Muitas dessas normas ainda estão em vigor, com a diferença de que devem ser interpretadas e aplicadas considerando um novo sistema de proteção que foi estabelecido pela LGDP. O processo pelo qual o Brasil está passando é semelhante à internalização europeia da GDPR, uma vez que a LGPD só entrará em vigor em agosto de 2020, dando às instituições tempo para se adequarem e a ANPD para estabelecer suas atividades.
Também temos algumas outras normas no sistema brasileiro que protegem o direito à privacidade através da preservação da confidencialidade e sigilo, como também analisamos neste artigo.
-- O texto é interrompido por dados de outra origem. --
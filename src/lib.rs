// src/lib.rs

use std::sync::Arc;

pub mod blockchain;
pub mod config;
pub mod mcp;
pub mod tools;
pub mod utils;

use blockchain::ChainReader;
use config::Config;
use mcp::{
    dispatcher::Dispatcher,
    handler::{McpServer, ServerInfo},
    invoker::HandlerInvoker,
    registry::{RegistryError, ToolRegistry},
};

/// Builds the server with every chain tool registered against `reader`.
///
/// The registry is sealed here: nothing can be registered once serving starts.
pub fn build_server(
    config: &Config,
    reader: Arc<dyn ChainReader>,
) -> Result<McpServer, RegistryError> {
    let mut registry = ToolRegistry::new();
    tools::register_chain_tools(&mut registry, reader, config.chain.clone())?;

    let info = ServerInfo {
        name: config.server_name.clone(),
        version: env!("CARGO_PKG_VERSION").to_string(),
        instructions: format!(
            "Read-only {} data: native balances, blocks, transactions and gas price.",
            config.chain.name
        ),
    };
    let dispatcher = Dispatcher::new(
        Arc::new(registry),
        HandlerInvoker::new(config.handler_timeout),
    );
    Ok(McpServer::new(info, dispatcher))
}
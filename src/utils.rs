//! Formatting helpers shared by the chain tools

use ethers::types::U256;

pub const GWEI_DECIMALS: u32 = 9;

/// Render an integer amount of base units as a decimal with `decimals`
/// fractional digits, dropping trailing zeros (10^18 with 18 decimals is "1").
pub fn format_units(amount: U256, decimals: u32) -> String {
    match ethers::utils::format_units(amount, decimals) {
        Ok(formatted) => trim_fraction(&formatted).to_string(),
        // only reachable above 77 decimals, which config rejects
        Err(_) => amount.to_string(),
    }
}

fn trim_fraction(formatted: &str) -> &str {
    if !formatted.contains('.') {
        return formatted;
    }
    formatted.trim_end_matches('0').trim_end_matches('.')
}

pub fn format_gwei(wei: U256) -> String {
    format_units(wei, GWEI_DECIMALS)
}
Elas são principalmente normas do sistema financeiro como a Lei do Sigilo Bancário, Lei de Lavagem de Dinheiro, normas administrativas do CMN, BACEN, CVM etc. Além destas, temos também o Código do Consumidor e o Código Penal que representam instrumentos importantes de proteção neste cenário.
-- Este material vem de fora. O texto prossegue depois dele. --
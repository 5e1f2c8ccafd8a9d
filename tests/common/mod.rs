//! In-memory chain stub shared by the integration tests

#![allow(dead_code)]

use anyhow::{bail, Result};
use async_trait::async_trait;
use monad_mcp_server::{
    blockchain::{
        models::{BlockQuery, BlockSummary, TransactionSummary},
        ChainReader, U256,
    },
    build_server,
    config::Config,
    mcp::handler::McpServer,
};
use std::sync::atomic::{AtomicUsize, Ordering};
use std::sync::Arc;
use std::time::Duration;

pub const TX_HASH: &str = "0x88df016429689c079f3b2f6ad39fa052532c56795b733da78a91ebe6a713944b";

#[derive(Default)]
pub struct StubChain {
    pub balance: U256,
    pub gas_price: U256,
    pub fail_blocks: bool,
    pub hang_gas_price: bool,
    pub calls: AtomicUsize,
}

impl StubChain {
    pub fn with_balance(balance: U256) -> Self {
        Self {
            balance,
            gas_price: U256::from(52_000_000_000u64),
            ..Self::default()
        }
    }

    pub fn calls(&self) -> usize {
        self.calls.load(Ordering::SeqCst)
    }
}

#[async_trait]
impl ChainReader for StubChain {
    async fn balance(&self, _address: &str) -> Result<U256> {
        self.calls.fetch_add(1, Ordering::SeqCst);
        Ok(self.balance)
    }

    async fn block(&self, query: BlockQuery) -> Result<Option<BlockSummary>> {
        self.calls.fetch_add(1, Ordering::SeqCst);
        if self.fail_blocks {
            bail!("upstream node rejected block {}", query);
        }
        let number = match query {
            BlockQuery::Latest => 1_000,
            BlockQuery::Number(n) if n > 1_000 => return Ok(None),
            BlockQuery::Number(n) => n,
        };
        Ok(Some(BlockSummary {
            number,
            hash: format!("0x{:064x}", number),
            parent_hash: format!("0x{:064x}", number.saturating_sub(1)),
            timestamp: 1_700_000_000,
            transaction_count: 2,
            gas_used: U256::from(42_000u64),
            gas_limit: U256::from(30_000_000u64),
            base_fee_per_gas: Some(U256::from(50_000_000_000u64)),
            miner: Some("0x0000000000000000000000000000000000000001".to_string()),
        }))
    }

    async fn transaction(&self, hash: &str) -> Result<Option<TransactionSummary>> {
        self.calls.fetch_add(1, Ordering::SeqCst);
        if hash != TX_HASH {
            return Ok(None);
        }
        Ok(Some(TransactionSummary {
            hash: hash.to_string(),
            from: "0x00000000000000000000000000000000000000aA".to_string(),
            to: Some("0x00000000000000000000000000000000000000bB".to_string()),
            value: U256::exp10(18) * 3,
            gas: U256::from(21_000u64),
            gas_price: Some(U256::from(60_000_000_000u64)),
            nonce: U256::from(9u64),
            block_number: Some(999),
            input_len: 0,
        }))
    }

    async fn gas_price(&self) -> Result<U256> {
        self.calls.fetch_add(1, Ordering::SeqCst);
        if self.hang_gas_price {
            tokio::time::sleep(Duration::from_secs(3600)).await;
        }
        Ok(self.gas_price)
    }
}

pub fn server_with(stub: Arc<StubChain>) -> McpServer {
    server_with_config(&Config::default(), stub)
}

pub fn server_with_config(config: &Config, stub: Arc<StubChain>) -> McpServer {
    build_server(config, stub).expect("chain tools register cleanly")
}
A proteção de dados, a confidencialidade e o sigilo não devem ser confundidos entre si, embora sejam normalmente usados para proteger o direito à privacidade. É por essa razão que pontuamos a diferença de dados financeiros, sigilosos e dados pessoais. Isso é especialmente importante levando em consideração a ampla definição de dados pessoais determinada no LGDP.
A depender da atividade exercida pela fintech, o seu processo de adequação pode ser bastante trabalhoso, e conforme pontuamos ao longo deste material, as sanções são diversas variando de responsabilização administrativa e civil com multas e indenizações até responsabilização penal com pena de reclusão, a depender do ilícito cometido.
A natureza dos dados tratados necessariamente tem efeitos em como o processo de adequação deverá ocorrer, por isso, é muito importante que um(a) advogado(a) especialista seja chamado para fazer essa avaliação, para compreender quais dessas normas seriam aplicáveis ao caso concreto da fintech.
Não se trata de um cenário alarmante, porém estamos diante de processos que precisam ser implementados, se forem concomitantemente ao nascimento da fintechs, melhor. Quanto antes as empresas começarem a se preocupar com esse assunto maiores as chances de estarem regulares na entrada em vigor da LGPD, lembrando que todas as outras normas mencionadas neste artigo já são exigíveis, portanto, a maior parte das sanções já poderão ser aplicadas em caso de descumprimento.
É verdade que o mercado tem se mostrado excessivamente preocupado com a chegada da LGPD, pensando nos impactos devastadores que essa norma pode provocar nos diversos setores. Contudo, já temos diversas outras leis que protegem direitos e preveem sanções para condutas previstas na LGPD. Isso significa que responsabilizações podem ocorrer mesmo antes da entrada em vigor dessa Lei e que um compliance digital deve ser observado, invariavelmente.